[Start of section]

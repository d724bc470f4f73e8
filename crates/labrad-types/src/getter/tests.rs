// SPDX-License-Identifier: Apache-2.0 OR MIT
// Copyright (c) 2025-2026 naskel.com

//! Extraction tests across payload kinds.

use super::*;
use std::time::{Duration, UNIX_EPOCH};

#[test]
fn test_int_extraction() {
    let getter = TypedGetter::<i32>::of();
    assert_eq!(getter.ty(), Type::int());
    assert_eq!(getter.get(&Data::int(42)), Ok(42));
}

#[test]
fn test_int_rejects_string() {
    let getter = TypedGetter::<i32>::of();
    let err = getter.get(&Data::string("42")).unwrap_err();
    assert_eq!(
        err,
        TypeError::TypeMismatch {
            expected: Type::Int,
            actual: Type::Str,
        }
    );
}

#[test]
fn test_no_numeric_coercion() {
    assert!(Data::word(7).get::<i32>().is_err());
    assert!(Data::int(7).get::<u32>().is_err());
    assert!(Data::int(7).get::<f64>().is_err());
    assert!(Data::real(7.0).get::<i32>().is_err());
    assert!(Data::bool(true).get::<i32>().is_err());
}

#[test]
fn test_get_does_not_mutate() {
    let data = Data::cluster(vec![Data::int(1), Data::string("x")]).expect("cluster");
    let before = data.clone();
    let getter = TypedGetter::<(i32, String)>::of();
    assert_eq!(getter.get(&data), Ok((1, "x".to_string())));
    assert_eq!(getter.get(&data), Ok((1, "x".to_string())));
    assert_eq!(data, before);
}

#[test]
fn test_value_units_ignored_by_f64() {
    let data = Data::value_with_units(2.5, "GHz").expect("units");
    assert_eq!(data.get::<f64>(), Ok(2.5));

    let ghz = Type::value_with_units("GHz").expect("units");
    let ghz_only = TypedGetter::new(ghz, f64::from_data);
    assert_eq!(ghz_only.get(&data), Ok(2.5));
    let mhz = Data::value_with_units(2.5, "MHz").expect("units");
    assert!(ghz_only.get(&mhz).is_err());
    assert_eq!(ghz_only.get(&Data::real(1.0)), Ok(1.0));
}

#[test]
fn test_complex_and_time() {
    let z = Complex::new(1.0, -2.0);
    assert_eq!(Data::complex(z).get::<Complex>(), Ok(z));
    assert!(Data::complex(z).get::<f64>().is_err());

    let t = UNIX_EPOCH + Duration::from_secs(1_700_000_000);
    let data = Data::time(Timestamp::from(t));
    assert_eq!(data.get::<SystemTime>(), Ok(t));
    assert_eq!(data.get::<Timestamp>().map(|ts| ts.fraction), Ok(0));
}

#[test]
fn test_list_extraction() {
    let data = Data::list(vec![Data::int(1), Data::int(2), Data::int(3)]).expect("list");
    assert_eq!(data.get::<Vec<i32>>(), Ok(vec![1, 2, 3]));
    assert!(data.get::<Vec<u32>>().is_err());
    assert!(data.get::<i32>().is_err());

    let typed_empty = Data::list_of(Type::Int, Vec::new()).expect("empty");
    assert_eq!(typed_empty.get::<Vec<i32>>(), Ok(Vec::new()));

    let untyped_empty = Data::list(Vec::new()).expect("empty");
    assert!(untyped_empty.get::<Vec<i32>>().is_err());
}

#[test]
fn test_nested_list_depth() {
    let grid = Data::array(Type::Int, vec![2, 2], (1..=4).map(Data::int).collect()).expect("2x2");
    assert!(grid.get::<Vec<i32>>().is_err());
    assert!(grid.get::<Vec<Vec<i32>>>().is_err());

    let rows = Data::list(vec![
        Data::list(vec![Data::int(1), Data::int(2)]).expect("row"),
        Data::list(vec![Data::int(3)]).expect("row"),
    ])
    .expect("ragged");
    assert_eq!(rows.tag(), "**i");
    assert_eq!(rows.get::<Vec<Vec<i32>>>(), Ok(vec![vec![1, 2], vec![3]]));
}

#[test]
fn test_list_of_any_checks_items() {
    let data = Data::list_of(Type::Any, vec![Data::string("a")]).expect("list");
    assert_eq!(data.tag(), "*?");
    let err = data.get::<Vec<i32>>().unwrap_err();
    assert!(matches!(err, TypeError::TypeMismatch { .. }));
    assert_eq!(data.get::<Vec<String>>(), Ok(vec!["a".to_string()]));
}

#[test]
fn test_tuple_extraction() {
    let data = Data::cluster(vec![Data::int(1), Data::real(2.0), Data::bool(true)])
        .expect("cluster");
    assert_eq!(data.get::<(i32, f64, bool)>(), Ok((1, 2.0, true)));
    assert!(data.get::<(i32, f64)>().is_err());
    assert!(data.get::<(i32, f64, i32)>().is_err());
}

#[test]
fn test_any_getter_accepts_everything() {
    let getter = TypedGetter::<Data>::of();
    assert_eq!(getter.ty(), Type::any());
    for data in [
        Data::empty(),
        Data::int(1),
        Data::string("s"),
        Data::error(3, "boom", None),
    ] {
        assert_eq!(getter.get(&data).as_ref(), Ok(&data));
    }
}

#[test]
fn test_custom_extractor_failure_is_mismatch() {
    fn never(_: &Data) -> Option<i32> {
        None
    }
    let getter = TypedGetter::new(Type::Any, never);
    assert!(matches!(
        getter.get(&Data::int(5)),
        Err(TypeError::TypeMismatch { .. })
    ));
}

#[test]
fn test_invalid_utf8_is_not_a_string() {
    let data = Data::bytes(vec![0xc3, 0x28]);
    assert!(data.get::<String>().is_err());
    assert_eq!(data.value().as_bytes(), Some(&[0xc3, 0x28][..]));
}

#[test]
fn test_unit_extraction() {
    assert_eq!(Data::empty().get::<()>(), Ok(()));
    assert!(Data::int(0).get::<()>().is_err());
}

#[test]
fn test_getter_debug() {
    let text = format!("{:?}", TypedGetter::<i32>::of());
    assert!(text.contains("Int"));
    assert!(text.contains("i32"));
}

[End of section]

== DIRECTIONS ==
Make an exact transcription of the entries above.

== SOLUTION TO THE EXERCISE ==
repository d724bc470f4f73e8
filename crates/labrad-types/src/getter/tests.rs
// SPDX-License-Identifier: Apache-2.0 OR MIT
// Copyright (c) 2025-2026 naskel.com

//! Extraction tests across payload kinds.

use super::*;
use std::time::{Duration, UNIX_EPOCH};

#[test]
fn test_int_extraction() {
    let getter = TypedGetter::<i32>::of();
    assert_eq!(getter.ty(), Type::int());
    assert_eq!(getter.get(&Data::int(42)), Ok(42));
}

#[test]
fn test_int_rejects_string() {
    let getter = TypedGetter::<i32>::of();
    let err = getter.get(&Data::string("42")).unwrap_err();
    assert_eq!(
        err,
        TypeError::TypeMismatch {
            expected: Type::Int,
            actual: Type::Str,
        }
    );
}

#[test]
fn test_no_numeric_coercion() {
    assert!(Data::word(7).get::<i32>().is_err());
    assert!(Data::int(7).get::<u32>().is_err());
    assert!(Data::int(7).get::<f64>().is_err());
    assert!(Data::real(7.0).get::<i32>().is_err());
    assert!(Data::bool(true).get::<i32>().is_err());
}

#[test]
fn test_get_does_not_mutate() {
    let data = Data::cluster(vec![Data::int(1), Data::string("x")]).expect("cluster");
    let before = data.clone();
    let getter = TypedGetter::<(i32, String)>::of();
    assert_eq!(getter.get(&data), Ok((1, "x".to_string())));
    assert_eq!(getter.get(&data), Ok((1, "x".to_string())));
    assert_eq!(data, before);
}

#[test]
fn test_value_units_ignored_by_f64() {
    let data = Data::value_with_units(2.5, "GHz").expect("units");
    assert_eq!(data.get::<f64>(), Ok(2.5));

    let ghz = Type::value_with_units("GHz").expect("units");
    let ghz_only = TypedGetter::new(ghz, f64::from_data);
    assert_eq!(ghz_only.get(&data), Ok(2.5));
    let mhz = Data::value_with_units(2.5, "MHz").expect("units");
    assert!(ghz_only.get(&mhz).is_err());
    assert_eq!(ghz_only.get(&Data::real(1.0)), Ok(1.0));
}

#[test]
fn test_complex_and_time() {
    let z = Complex::new(1.0, -2.0);
    assert_eq!(Data::complex(z).get::<Complex>(), Ok(z));
    assert!(Data::complex(z).get::<f64>().is_err());

    let t = UNIX_EPOCH + Duration::from_secs(1_700_000_000);
    let data = Data::time(Timestamp::from(t));
    assert_eq!(data.get::<SystemTime>(), Ok(t));
    assert_eq!(data.get::<Timestamp>().map(|ts| ts.fraction), Ok(0));
}

#[test]
fn test_list_extraction() {
    let data = Data::list(vec![Data::int(1), Data::int(2), Data::int(3)]).expect("list");
    assert_eq!(data.get::<Vec<i32>>(), Ok(vec![1, 2, 3]));
    assert!(data.get::<Vec<u32>>().is_err());
    assert!(data.get::<i32>().is_err());

    let typed_empty = Data::list_of(Type::Int, Vec::new()).expect("empty");
    assert_eq!(typed_empty.get::<Vec<i32>>(), Ok(Vec::new()));

    let untyped_empty = Data::list(Vec::new()).expect("empty");
    assert!(untyped_empty.get::<Vec<i32>>().is_err());
}

#[test]
fn test_nested_list_depth() {
    let grid = Data::array(Type::Int, vec![2, 2], (1..=4).map(Data::int).collect()).expect("2x2");
    assert!(grid.get::<Vec<i32>>().is_err());
    assert!(grid.get::<Vec<Vec<i32>>>().is_err());

    let rows = Data::list(vec![
        Data::list(vec![Data::int(1), Data::int(2)]).expect("row"),
        Data::list(vec![Data::int(3)]).expect("row"),
    ])
    .expect("ragged");
    assert_eq!(rows.tag(), "**i");
    assert_eq!(rows.get::<Vec<Vec<i32>>>(), Ok(vec![vec![1, 2], vec![3]]));
}

#[test]
fn test_list_of_any_checks_items() {
    let data = Data::list_of(Type::Any, vec![Data::string("a")]).expect("list");
    assert_eq!(data.tag(), "*?");
    let err = data.get::<Vec<i32>>().unwrap_err();
    assert!(matches!(err, TypeError::TypeMismatch { .. }));
    assert_eq!(data.get::<Vec<String>>(), Ok(vec!["a".to_string()]));
}

#[test]
fn test_tuple_extraction() {
    let data = Data::cluster(vec![Data::int(1), Data::real(2.0), Data::bool(true)])
        .expect("cluster");
    assert_eq!(data.get::<(i32, f64, bool)>(), Ok((1, 2.0, true)));
    assert!(data.get::<(i32, f64)>().is_err());
    assert!(data.get::<(i32, f64, i32)>().is_err());
}

#[test]
fn test_any_getter_accepts_everything() {
    let getter = TypedGetter::<Data>::of();
    assert_eq!(getter.ty(), Type::any());
    for data in [
        Data::empty(),
        Data::int(1),
        Data::string("s"),
        Data::error(3, "boom", None),
    ] {
        assert_eq!(getter.get(&data).as_ref(), Ok(&data));
    }
}

#[test]
fn test_custom_extractor_failure_is_mismatch() {
    fn never(_: &Data) -> Option<i32> {
        None
    }
    let getter = TypedGetter::new(Type::Any, never);
    assert!(matches!(
        getter.get(&Data::int(5)),
        Err(TypeError::TypeMismatch { .. })
    ));
}

#[test]
fn test_invalid_utf8_is_not_a_string() {
    let data = Data::bytes(vec![0xc3, 0x28]);
    assert!(data.get::<String>().is_err());
    assert_eq!(data.value().as_bytes(), Some(&[0xc3, 0x28][..]));
}

#[test]
fn test_unit_extraction() {
    assert_eq!(Data::empty().get::<()>(), Ok(()));
    assert!(Data::int(0).get::<()>().is_err());
}

#[test]
fn test_getter_debug() {
    let text = format!("{:?}", TypedGetter::<i32>::of());
    assert!(text.contains("Int"));
    assert!(text.contains("i32"));
}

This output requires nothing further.